About this exercise |
Nothing should differ between your output and the entries below.

Saved data entries:
*** Begin section ***
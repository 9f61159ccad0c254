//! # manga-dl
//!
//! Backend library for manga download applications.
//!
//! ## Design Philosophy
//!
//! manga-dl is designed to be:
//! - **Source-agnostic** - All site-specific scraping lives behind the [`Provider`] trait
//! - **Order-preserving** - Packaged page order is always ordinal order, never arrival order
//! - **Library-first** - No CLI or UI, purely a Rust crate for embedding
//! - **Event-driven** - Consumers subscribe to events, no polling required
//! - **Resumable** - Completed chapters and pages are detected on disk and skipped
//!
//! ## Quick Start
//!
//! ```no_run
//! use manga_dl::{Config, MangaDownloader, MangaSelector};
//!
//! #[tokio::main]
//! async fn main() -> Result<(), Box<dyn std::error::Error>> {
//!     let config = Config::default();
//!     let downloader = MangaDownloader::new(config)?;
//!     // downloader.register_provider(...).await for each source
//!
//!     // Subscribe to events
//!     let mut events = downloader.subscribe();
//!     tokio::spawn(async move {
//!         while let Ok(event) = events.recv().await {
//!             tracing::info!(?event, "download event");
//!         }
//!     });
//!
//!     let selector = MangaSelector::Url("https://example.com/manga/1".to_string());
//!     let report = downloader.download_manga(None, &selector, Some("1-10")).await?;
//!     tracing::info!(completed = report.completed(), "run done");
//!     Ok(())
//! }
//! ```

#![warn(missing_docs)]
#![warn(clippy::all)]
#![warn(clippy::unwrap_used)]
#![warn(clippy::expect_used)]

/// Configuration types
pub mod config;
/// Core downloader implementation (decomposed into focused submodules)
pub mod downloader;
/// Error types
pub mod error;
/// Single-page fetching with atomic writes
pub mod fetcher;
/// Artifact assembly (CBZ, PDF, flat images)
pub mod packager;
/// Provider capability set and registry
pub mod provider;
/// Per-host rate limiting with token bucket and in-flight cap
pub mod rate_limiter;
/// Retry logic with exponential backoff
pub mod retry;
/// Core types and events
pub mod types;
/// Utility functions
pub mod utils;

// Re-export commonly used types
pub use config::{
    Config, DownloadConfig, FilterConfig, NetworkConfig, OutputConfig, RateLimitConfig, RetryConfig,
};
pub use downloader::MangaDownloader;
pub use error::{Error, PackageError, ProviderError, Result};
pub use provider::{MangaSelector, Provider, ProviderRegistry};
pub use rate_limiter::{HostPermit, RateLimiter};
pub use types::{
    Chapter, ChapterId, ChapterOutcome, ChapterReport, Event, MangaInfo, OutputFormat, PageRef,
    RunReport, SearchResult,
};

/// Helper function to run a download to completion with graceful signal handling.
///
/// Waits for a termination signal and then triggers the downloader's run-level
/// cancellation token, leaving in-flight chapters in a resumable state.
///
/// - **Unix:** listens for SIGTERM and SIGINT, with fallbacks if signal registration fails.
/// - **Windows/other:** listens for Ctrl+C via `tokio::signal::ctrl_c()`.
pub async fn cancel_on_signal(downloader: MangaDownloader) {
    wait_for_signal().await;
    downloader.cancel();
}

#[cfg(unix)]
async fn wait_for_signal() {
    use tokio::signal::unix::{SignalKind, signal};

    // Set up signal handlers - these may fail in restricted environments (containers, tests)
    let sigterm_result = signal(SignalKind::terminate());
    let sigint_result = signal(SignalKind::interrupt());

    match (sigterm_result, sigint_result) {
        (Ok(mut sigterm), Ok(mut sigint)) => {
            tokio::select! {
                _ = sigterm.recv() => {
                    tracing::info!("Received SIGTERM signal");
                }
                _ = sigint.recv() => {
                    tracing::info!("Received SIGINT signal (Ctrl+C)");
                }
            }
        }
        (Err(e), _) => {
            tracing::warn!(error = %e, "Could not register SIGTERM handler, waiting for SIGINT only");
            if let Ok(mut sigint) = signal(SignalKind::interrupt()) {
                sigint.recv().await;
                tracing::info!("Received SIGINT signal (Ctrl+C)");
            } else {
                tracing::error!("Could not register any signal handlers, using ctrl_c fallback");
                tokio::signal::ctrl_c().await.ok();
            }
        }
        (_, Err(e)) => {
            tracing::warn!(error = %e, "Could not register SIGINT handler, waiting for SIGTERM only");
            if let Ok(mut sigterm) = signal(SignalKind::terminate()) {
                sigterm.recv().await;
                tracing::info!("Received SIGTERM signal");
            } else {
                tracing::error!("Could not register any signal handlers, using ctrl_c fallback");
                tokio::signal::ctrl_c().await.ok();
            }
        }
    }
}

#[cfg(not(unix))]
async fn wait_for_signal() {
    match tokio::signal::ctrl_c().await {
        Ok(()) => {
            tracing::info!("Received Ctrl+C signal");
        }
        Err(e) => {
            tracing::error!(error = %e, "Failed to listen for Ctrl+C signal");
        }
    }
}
*** End section ***
Result |
repository 9f61159ccad0c254
//! # manga-dl
//!
//! Backend library for manga download applications.
//!
//! ## Design Philosophy
//!
//! manga-dl is designed to be:
//! - **Source-agnostic** - All site-specific scraping lives behind the [`Provider`] trait
//! - **Order-preserving** - Packaged page order is always ordinal order, never arrival order
//! - **Library-first** - No CLI or UI, purely a Rust crate for embedding
//! - **Event-driven** - Consumers subscribe to events, no polling required
//! - **Resumable** - Completed chapters and pages are detected on disk and skipped
//!
//! ## Quick Start
//!
//! ```no_run
//! use manga_dl::{Config, MangaDownloader, MangaSelector};
//!
//! #[tokio::main]
//! async fn main() -> Result<(), Box<dyn std::error::Error>> {
//!     let config = Config::default();
//!     let downloader = MangaDownloader::new(config)?;
//!     // downloader.register_provider(...).await for each source
//!
//!     // Subscribe to events
//!     let mut events = downloader.subscribe();
//!     tokio::spawn(async move {
//!         while let Ok(event) = events.recv().await {
//!             tracing::info!(?event, "download event");
//!         }
//!     });
//!
//!     let selector = MangaSelector::Url("https://example.com/manga/1".to_string());
//!     let report = downloader.download_manga(None, &selector, Some("1-10")).await?;
//!     tracing::info!(completed = report.completed(), "run done");
//!     Ok(())
//! }
//! ```

#![warn(missing_docs)]
#![warn(clippy::all)]
#![warn(clippy::unwrap_used)]
#![warn(clippy::expect_used)]

/// Configuration types
pub mod config;
/// Core downloader implementation (decomposed into focused submodules)
pub mod downloader;
/// Error types
pub mod error;
/// Single-page fetching with atomic writes
pub mod fetcher;
/// Artifact assembly (CBZ, PDF, flat images)
pub mod packager;
/// Provider capability set and registry
pub mod provider;
/// Per-host rate limiting with token bucket and in-flight cap
pub mod rate_limiter;
/// Retry logic with exponential backoff
pub mod retry;
/// Core types and events
pub mod types;
/// Utility functions
pub mod utils;

// Re-export commonly used types
pub use config::{
    Config, DownloadConfig, FilterConfig, NetworkConfig, OutputConfig, RateLimitConfig, RetryConfig,
};
pub use downloader::MangaDownloader;
pub use error::{Error, PackageError, ProviderError, Result};
pub use provider::{MangaSelector, Provider, ProviderRegistry};
pub use rate_limiter::{HostPermit, RateLimiter};
pub use types::{
    Chapter, ChapterId, ChapterOutcome, ChapterReport, Event, MangaInfo, OutputFormat, PageRef,
    RunReport, SearchResult,
};

/// Helper function to run a download to completion with graceful signal handling.
///
/// Waits for a termination signal and then triggers the downloader's run-level
/// cancellation token, leaving in-flight chapters in a resumable state.
///
/// - **Unix:** listens for SIGTERM and SIGINT, with fallbacks if signal registration fails.
/// - **Windows/other:** listens for Ctrl+C via `tokio::signal::ctrl_c()`.
pub async fn cancel_on_signal(downloader: MangaDownloader) {
    wait_for_signal().await;
    downloader.cancel();
}

#[cfg(unix)]
async fn wait_for_signal() {
    use tokio::signal::unix::{SignalKind, signal};

    // Set up signal handlers - these may fail in restricted environments (containers, tests)
    let sigterm_result = signal(SignalKind::terminate());
    let sigint_result = signal(SignalKind::interrupt());

    match (sigterm_result, sigint_result) {
        (Ok(mut sigterm), Ok(mut sigint)) => {
            tokio::select! {
                _ = sigterm.recv() => {
                    tracing::info!("Received SIGTERM signal");
                }
                _ = sigint.recv() => {
                    tracing::info!("Received SIGINT signal (Ctrl+C)");
                }
            }
        }
        (Err(e), _) => {
            tracing::warn!(error = %e, "Could not register SIGTERM handler, waiting for SIGINT only");
            if let Ok(mut sigint) = signal(SignalKind::interrupt()) {
                sigint.recv().await;
                tracing::info!("Received SIGINT signal (Ctrl+C)");
            } else {
                tracing::error!("Could not register any signal handlers, using ctrl_c fallback");
                tokio::signal::ctrl_c().await.ok();
            }
        }
        (_, Err(e)) => {
            tracing::warn!(error = %e, "Could not register SIGINT handler, waiting for SIGTERM only");
            if let Ok(mut sigterm) = signal(SignalKind::terminate()) {
                sigterm.recv().await;
                tracing::info!("Received SIGTERM signal");
            } else {
                tracing::error!("Could not register any signal handlers, using ctrl_c fallback");
                tokio::signal::ctrl_c().await.ok();
            }
        }
    }
}

#[cfg(not(unix))]
async fn wait_for_signal() {
    match tokio::signal::ctrl_c().await {
        Ok(()) => {
            tracing::info!("Received Ctrl+C signal");
        }
        Err(e) => {
            tracing::error!(error = %e, "Failed to listen for Ctrl+C signal");
        }
    }
}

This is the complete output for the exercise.